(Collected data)
============

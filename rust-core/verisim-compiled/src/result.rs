// SPDX-License-Identifier: PMPL-1.0-or-later
//! Result shaping.
//!
//! [`shape_rows`] is the one routine that applies a plan's [`ResultShape`] to
//! the rows storage returned: cardinality checks, JSON array assembly. The
//! typed handlers below then decode the shaped rows into the template's
//! output type.

use serde::de::DeserializeOwned;
use tracing::warn;

use crate::command::{RawLayout, ResultShape};
use crate::error::{CompiledQueryError, Result};
use crate::storage::Row;

/// Rows after the result shape has been applied.
#[derive(Debug, Clone, PartialEq)]
pub enum Materialized {
    One(Option<Row>),
    Many(Vec<Row>),
    Scalar(Row),
    Json(Option<String>),
}

/// Typed result handler stored in a compiled plan.
pub type Materializer<O> = fn(Materialized) -> Result<O>;

/// Apply a result shape to raw rows.
pub fn shape_rows(
    shape: ResultShape,
    mut rows: Vec<Row>,
    template: &'static str,
) -> Result<Materialized> {
    match shape {
        ResultShape::SingleRequired { unique } => {
            check_cardinality(&rows, true, unique, template)?;
            Ok(Materialized::One(first_row(rows)))
        }
        ResultShape::SingleOptional { unique } => {
            check_cardinality(&rows, false, unique, template)?;
            Ok(Materialized::One(first_row(rows)))
        }
        ResultShape::List => Ok(Materialized::Many(rows)),
        ResultShape::Scalar => {
            if rows.len() != 1 {
                return Err(CompiledQueryError::ShapeMismatch(format!(
                    "scalar result for {} returned {} rows",
                    template,
                    rows.len()
                )));
            }
            Ok(Materialized::Scalar(rows.remove(0)))
        }
        ResultShape::RawSerialized(RawLayout::Single { required, unique }) => {
            check_cardinality(&rows, required, unique, template)?;
            Ok(Materialized::Json(first_row(rows).map(Row::into_json)))
        }
        ResultShape::RawSerialized(RawLayout::Array) => {
            let mut out = String::with_capacity(rows.iter().map(|r| r.as_str().len() + 1).sum::<usize>() + 2);
            out.push('[');
            for (i, row) in rows.iter().enumerate() {
                if i > 0 {
                    out.push(',');
                }
                out.push_str(row.as_str());
            }
            out.push(']');
            Ok(Materialized::Json(Some(out)))
        }
    }
}

fn check_cardinality(
    rows: &[Row],
    required: bool,
    unique: bool,
    template: &'static str,
) -> Result<()> {
    if rows.is_empty() && required {
        warn!(template, "single-result compiled query matched no document");
        return Err(CompiledQueryError::NotFound(template));
    }
    if rows.len() > 1 && unique {
        warn!(template, count = rows.len(), "single-result compiled query matched several documents");
        return Err(CompiledQueryError::MultipleResults {
            template,
            count: rows.len(),
        });
    }
    Ok(())
}

fn first_row(rows: Vec<Row>) -> Option<Row> {
    rows.into_iter().next()
}

fn mismatch(expected: &str, found: &Materialized) -> CompiledQueryError {
    CompiledQueryError::ShapeMismatch(format!("expected {} rows, got {:?}", expected, found))
}

// ---------------------------------------------------------------------------
// Typed handlers
// ---------------------------------------------------------------------------

pub(crate) fn one<T: DeserializeOwned>(m: Materialized) -> Result<T> {
    match m {
        Materialized::One(Some(row)) => Ok(serde_json::from_str(row.as_str())?),
        other => Err(mismatch("exactly one", &other)),
    }
}

pub(crate) fn optional<T: DeserializeOwned>(m: Materialized) -> Result<Option<T>> {
    match m {
        Materialized::One(row) => row
            .map(|r| serde_json::from_str(r.as_str()))
            .transpose()
            .map_err(CompiledQueryError::from),
        other => Err(mismatch("zero or one", &other)),
    }
}

pub(crate) fn list<T: DeserializeOwned>(m: Materialized) -> Result<Vec<T>> {
    match m {
        Materialized::Many(rows) => rows
            .iter()
            .map(|r| serde_json::from_str(r.as_str()).map_err(CompiledQueryError::from))
            .collect(),
        other => Err(mismatch("a list of", &other)),
    }
}

pub(crate) fn scalar<T: DeserializeOwned>(m: Materialized) -> Result<T> {
    match m {
        Materialized::Scalar(row) => Ok(serde_json::from_str(row.as_str())?),
        other => Err(mismatch("scalar", &other)),
    }
}

pub(crate) fn json(m: Materialized) -> Result<String> {
    match m {
        Materialized::Json(Some(text)) => Ok(text),
        other => Err(mismatch("serialized", &other)),
    }
}

pub(crate) fn json_optional(m: Materialized) -> Result<Option<String>> {
    match m {
        Materialized::Json(text) => Ok(text),
        other => Err(mismatch("serialized", &other)),
    }
}

#[cfg(test)]
mod tests {
    use super::*;

    fn rows(texts: &[&str]) -> Vec<Row> {
        texts.iter().map(|t| Row::new(*t)).collect()
    }

    #[test]
    fn test_single_required_rejects_zero_and_many() {
        let shape = ResultShape::SingleRequired { unique: true };
        assert!(matches!(
            shape_rows(shape, vec![], "T"),
            Err(CompiledQueryError::NotFound("T"))
        ));
        assert!(matches!(
            shape_rows(shape, rows(&["1", "2"]), "T"),
            Err(CompiledQueryError::MultipleResults { count: 2, .. })
        ));
        assert_eq!(
            shape_rows(shape, rows(&["1"]), "T").unwrap(),
            Materialized::One(Some(Row::new("1")))
        );
    }

    #[test]
    fn test_first_tolerates_many() {
        let shape = ResultShape::SingleRequired { unique: false };
        let shaped = shape_rows(shape, rows(&["1", "2"]), "T").unwrap();
        assert_eq!(shaped, Materialized::One(Some(Row::new("1"))));
    }

    #[test]
    fn test_optional_tolerates_zero() {
        let shape = ResultShape::SingleOptional { unique: true };
        assert_eq!(shape_rows(shape, vec![], "T").unwrap(), Materialized::One(None));
        let decoded: Option<i64> = optional(Materialized::One(None)).unwrap();
        assert!(decoded.is_none());
    }

    #[test]
    fn test_json_array_joins_verbatim() {
        let shape = ResultShape::RawSerialized(RawLayout::Array);
        let shaped = shape_rows(shape, rows(&[r#"{"a":1}"#, r#"{"a": 2}"#]), "T").unwrap();
        assert_eq!(shaped, Materialized::Json(Some(r#"[{"a":1},{"a": 2}]"#.to_string())));
        let empty = shape_rows(shape, vec![], "T").unwrap();
        assert_eq!(json(empty).unwrap(), "[]");
    }

    #[test]
    fn test_scalar_requires_one_row() {
        assert!(shape_rows(ResultShape::Scalar, vec![], "T").is_err());
        let shaped = shape_rows(ResultShape::Scalar, rows(&["7"]), "T").unwrap();
        assert_eq!(scalar::<i64>(shaped).unwrap(), 7);
    }

    #[test]
    fn test_handler_rejects_wrong_shape() {
        let err = one::<i64>(Materialized::Many(vec![])).unwrap_err();
        assert!(matches!(err, CompiledQueryError::ShapeMismatch(_)));
    }
}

============

◆ Assignment ◆
Every line that holds the string "other" must be copied from the records above.

◆ Output below ◆
        other => Err(mismatch("exactly one", &other)),
        other => Err(mismatch("zero or one", &other)),
        other => Err(mismatch("a list of", &other)),
        other => Err(mismatch("scalar", &other)),
        other => Err(mismatch("serialized", &other)),
        other => Err(mismatch("serialized", &other)),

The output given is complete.